A naive first attempt would be:
{
"state": {
"account": {
"account_id": 42,
"balance": 100.0,
"currency": "USD"
}
},
"actions": {
"transfer_money": "/accounts/42/transfer",
"withdraw_money": "/accounts/42/withdraw"
}
}
But links are for humans, LLMs need JSON schemas:
{
"state": {
"account": {
"account_id": 42,
"balance": 100.0,
"currency": "USD"
}
},
"actions": {
"transfer_money": {
"schema": {
"description": "Transfer money between two accounts. Deduct from one and credit the other.",
"type": "object",
"required": ["from_account_id", "to_account_id", "amount", "currency"],
"properties": {
"from_account_id": {
"type": "integer",
"description": "ID of the source account that the money should be transferred from."
},
"to_account_id": {
"type": "integer",
"description": "ID of the target account that the money should be deposited to."
},
"amount": {
"type": "number",
"description": "Amount to transfer"
},
"currency": {
"type": "string",
"description": "ISO currency code, e.g. USD, EUR"
}
}
},
"href": "/accounts/transfer",
"method": "POST"
},
"withdraw_money": {
// ...
}
}
}
The endpoint might be an RPC endpoint or not, either way, LLM applications would take the function call intents (that the LLMs spit out) and make the actual network request.

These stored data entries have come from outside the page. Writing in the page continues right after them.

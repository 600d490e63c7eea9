//! Orbit camera controls
//!
//! Keeps the camera on a sphere around a target point. Pointer input queues
//! rotation, dolly and pan requests; [`OrbitControls::update`] applies them
//! once per frame. With damping enabled only a fraction of each pending
//! request is applied per update and the rest decays geometrically, which
//! is why `update` must run every frame even without new input.

use crate::foundation::math::{constants, Vec2, Vec3};
use crate::render::PerspectiveCamera;

/// Keeps the polar angle away from the poles
const POLAR_EPSILON: f32 = 1e-6;

/// Movement below this squared distance does not count as a change
const CHANGE_EPSILON: f32 = 1e-6;

/// Pointer buttons the controls react to
#[derive(Debug, Clone, Copy, PartialEq, Eq)]
pub enum PointerButton {
    /// Primary button: rotate
    Left,
    /// Middle button: dolly
    Middle,
    /// Secondary button: pan
    Right,
}

#[derive(Debug, Clone, Copy, PartialEq, Eq)]
enum DragMode {
    Rotate,
    Dolly,
    Pan,
}

/// Spherical coordinates around the y axis
#[derive(Debug, Clone, Copy, PartialEq, Default)]
struct Spherical {
    radius: f32,
    /// Polar angle from +Y
    phi: f32,
    /// Azimuth around +Y, measured from +Z towards +X
    theta: f32,
}

impl Spherical {
    fn from_offset(offset: Vec3) -> Self {
        let radius = offset.norm();
        if radius == 0.0 {
            return Self::default();
        }
        Self {
            radius,
            theta: offset.x.atan2(offset.z),
            phi: (offset.y / radius).clamp(-1.0, 1.0).acos(),
        }
    }

    fn to_offset(self) -> Vec3 {
        let sin_phi_radius = self.phi.sin() * self.radius;
        Vec3::new(
            sin_phi_radius * self.theta.sin(),
            self.phi.cos() * self.radius,
            sin_phi_radius * self.theta.cos(),
        )
    }
}

/// Orbit, dolly and pan around a target
#[derive(Debug, Clone)]
pub struct OrbitControls {
    /// Point the camera orbits and looks at
    pub target: Vec3,
    /// Master switch for input handling
    pub enabled: bool,
    /// Spread pending motion over several updates
    pub enable_damping: bool,
    /// Fraction of pending motion applied per update when damping
    pub damping_factor: f32,
    /// Allow rotation
    pub enable_rotate: bool,
    /// Allow dolly
    pub enable_zoom: bool,
    /// Allow panning
    pub enable_pan: bool,
    /// Rotation speed multiplier
    pub rotate_speed: f32,
    /// Dolly speed multiplier
    pub zoom_speed: f32,
    /// Pan speed multiplier
    pub pan_speed: f32,
    /// Closest allowed distance to the target
    pub min_distance: f32,
    /// Farthest allowed distance to the target
    pub max_distance: f32,
    /// Smallest polar angle (0 looks straight down)
    pub min_polar_angle: f32,
    /// Largest polar angle (PI looks straight up)
    pub max_polar_angle: f32,

    spherical_delta: Spherical,
    scale: f32,
    pan_offset: Vec3,
    viewport: (u32, u32),
    drag: Option<DragMode>,
    last_pointer: Vec2,
}

impl OrbitControls {
    /// Controls orbiting `target`, damping disabled
    pub fn new(target: Vec3) -> Self {
        Self {
            target,
            enabled: true,
            enable_damping: false,
            damping_factor: 0.05,
            enable_rotate: true,
            enable_zoom: true,
            enable_pan: true,
            rotate_speed: 1.0,
            zoom_speed: 1.0,
            pan_speed: 1.0,
            min_distance: 0.0,
            max_distance: f32::INFINITY,
            min_polar_angle: 0.0,
            max_polar_angle: constants::PI,
            spherical_delta: Spherical::default(),
            scale: 1.0,
            pan_offset: Vec3::zeros(),
            viewport: (1, 1),
            drag: None,
            last_pointer: Vec2::zeros(),
        }
    }

    /// Viewport size used to convert pointer motion into angles
    pub fn set_viewport(&mut self, width: u32, height: u32) {
        self.viewport = (width.max(1), height.max(1));
    }

    /// Queue a rotation around the vertical axis
    pub fn rotate_left(&mut self, angle: f32) {
        self.spherical_delta.theta -= angle;
    }

    /// Queue a change of polar angle
    pub fn rotate_up(&mut self, angle: f32) {
        self.spherical_delta.phi -= angle;
    }

    /// Move closer by `dolly_scale` (< 1 shrinks the distance)
    pub fn dolly_in(&mut self, dolly_scale: f32) {
        self.scale *= dolly_scale;
    }

    /// Move away by `dolly_scale`
    pub fn dolly_out(&mut self, dolly_scale: f32) {
        if dolly_scale != 0.0 {
            self.scale /= dolly_scale;
        }
    }

    /// Queue a screen-space pan of (`delta_x`, `delta_y`) pixels
    pub fn pan(&mut self, delta_x: f32, delta_y: f32, camera: &PerspectiveCamera) {
        let offset = camera.position - self.target;
        let target_distance = offset.norm() * (camera.fov * 0.5).tan();
        let height = self.viewport.1 as f32;

        let (right, up) = camera_basis(camera);
        self.pan_offset -= right * (2.0 * delta_x * target_distance / height);
        self.pan_offset += up * (2.0 * delta_y * target_distance / height);
    }

    fn zoom_scale(&self) -> f32 {
        0.95_f32.powf(self.zoom_speed)
    }

    /// Begin a drag
    pub fn pointer_down(&mut self, button: PointerButton, x: f32, y: f32) {
        if !self.enabled {
            return;
        }
        self.drag = match button {
            PointerButton::Left if self.enable_rotate => Some(DragMode::Rotate),
            PointerButton::Middle if self.enable_zoom => Some(DragMode::Dolly),
            PointerButton::Right if self.enable_pan => Some(DragMode::Pan),
            _ => None,
        };
        self.last_pointer = Vec2::new(x, y);
    }

    /// Continue a drag
    pub fn pointer_move(&mut self, x: f32, y: f32, camera: &PerspectiveCamera) {
        let position = Vec2::new(x, y);
        let delta = position - self.last_pointer;
        self.last_pointer = position;
        if !self.enabled {
            return;
        }

        match self.drag {
            Some(DragMode::Rotate) => {
                let delta = delta * self.rotate_speed;
                let height = self.viewport.1 as f32;
                self.rotate_left(constants::TAU * delta.x / height);
                self.rotate_up(constants::TAU * delta.y / height);
            }
            Some(DragMode::Dolly) => {
                if delta.y > 0.0 {
                    self.dolly_out(self.zoom_scale());
                } else if delta.y < 0.0 {
                    self.dolly_in(self.zoom_scale());
                }
            }
            Some(DragMode::Pan) => {
                let delta = delta * self.pan_speed;
                self.pan(delta.x, delta.y, camera);
            }
            None => {}
        }
    }

    /// End a drag
    pub fn pointer_up(&mut self) {
        self.drag = None;
    }

    /// Mouse wheel; negative `delta_y` (scrolling up) moves closer
    pub fn wheel(&mut self, delta_y: f32) {
        if !self.enabled || !self.enable_zoom {
            return;
        }
        if delta_y < 0.0 {
            self.dolly_in(self.zoom_scale());
        } else if delta_y > 0.0 {
            self.dolly_out(self.zoom_scale());
        }
    }

    /// Apply pending motion to `camera`; returns whether the camera moved
    pub fn update(&mut self, camera: &mut PerspectiveCamera) -> bool {
        let mut spherical = Spherical::from_offset(camera.position - self.target);

        if self.enable_damping {
            spherical.theta += self.spherical_delta.theta * self.damping_factor;
            spherical.phi += self.spherical_delta.phi * self.damping_factor;
        } else {
            spherical.theta += self.spherical_delta.theta;
            spherical.phi += self.spherical_delta.phi;
        }

        spherical.phi = spherical
            .phi
            .clamp(self.min_polar_angle, self.max_polar_angle)
            .clamp(POLAR_EPSILON, constants::PI - POLAR_EPSILON);
        spherical.radius = (spherical.radius * self.scale).clamp(self.min_distance, self.max_distance);

        if self.enable_damping {
            self.target += self.pan_offset * self.damping_factor;
        } else {
            self.target += self.pan_offset;
        }

        let previous = camera.position;
        camera.set_position(self.target + spherical.to_offset());
        camera.look_at(self.target);

        if self.enable_damping {
            let decay = 1.0 - self.damping_factor;
            self.spherical_delta.theta *= decay;
            self.spherical_delta.phi *= decay;
            self.pan_offset *= decay;
        } else {
            self.spherical_delta = Spherical::default();
            self.pan_offset = Vec3::zeros();
        }
        self.scale = 1.0;

        (camera.position - previous).norm_squared() > CHANGE_EPSILON
    }
}

/// World-space right and up vectors of the camera
fn camera_basis(camera: &PerspectiveCamera) -> (Vec3, Vec3) {
    let forward = camera.target - camera.position;
    let right = forward
        .cross(&camera.up)
        .try_normalize(f32::EPSILON)
        .unwrap_or_else(Vec3::x);
    let up = right.cross(&forward).try_normalize(f32::EPSILON).unwrap_or_else(Vec3::y);
    (right, up)
}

When invoking the `transfer_money` function, the result would be something like:
{
"state": {
"account": {
"account_id": 42,
"balance": 100.0,
"currency": "USD"
},
"pending_transfer": {
"from_account_id": 42,
"to_account_id": 99,
"amount": 40.0,
"currency": "USD"
}
},
"actions": {
"confirm_transfer": {
"description": "Confirm the pending transfer. This will finalize the transfer of funds.",
"href": "/accounts/42/transfer/confirm",
"method": "POST",
"schema": {
"type": "object",
"properties": {},
"required": []
}
},
"cancel_transfer": {
"description": "Cancel the pending transfer. This discards the transfer request entirely.",
"href": "/accounts/42/transfer/cancel",
"method": "POST",
"schema": {
"type": "object",
"properties": {},
"required": []
}
}
}
}
Finalizing the transfer brings us back to the previous page with the according actions:
{
"state": {
"account": {
"account_id": 42,
"balance": 60.0,
"currency": "USD"
},
"result": "Transfer of 40 USD from account 42 to account 99 successful!"
},
"actions": {
"transfer_money": {
// ...
},
"withdraw_money": {
// ...
}
}
}
Think of it as a blend of MCP and HAL/JSON-LD/Hydra with the early web's simplicity and LLMs as clients.
In a sense, this is going back to the roots, similar to how early server-rendered websites worked — each request rendered a new full page with all necessary data and links. This time, though, we would need to be even more thoughtful to always include all state/context the LLM needs to invoke the right action. In the scenario of human clients this requirement is not as strict, as they can be assumed to have slight out-of-band knowledge.
We could avoid maintaining session data on the server by including the current application state
in each request and response, effectively ping-ponging the state back and forth, making the
server stateless. This approach might get bulky for large states, but caching or referencing
previously sent state could mitigate the overhead. LLM applications could keep deltas of the
state in the conversation history to keep track of what has been achieved so far (e.g. result
in the above example).
Now, it could also make sense for human-facing UIs to rely on this same HATEOAS-style server output, because even if that UI breaks when the server changes, the LLM-based client applications don't.
I'm currently building an MCP client and I plan to experiment with such a web-like structure as well — I'll see how it goes.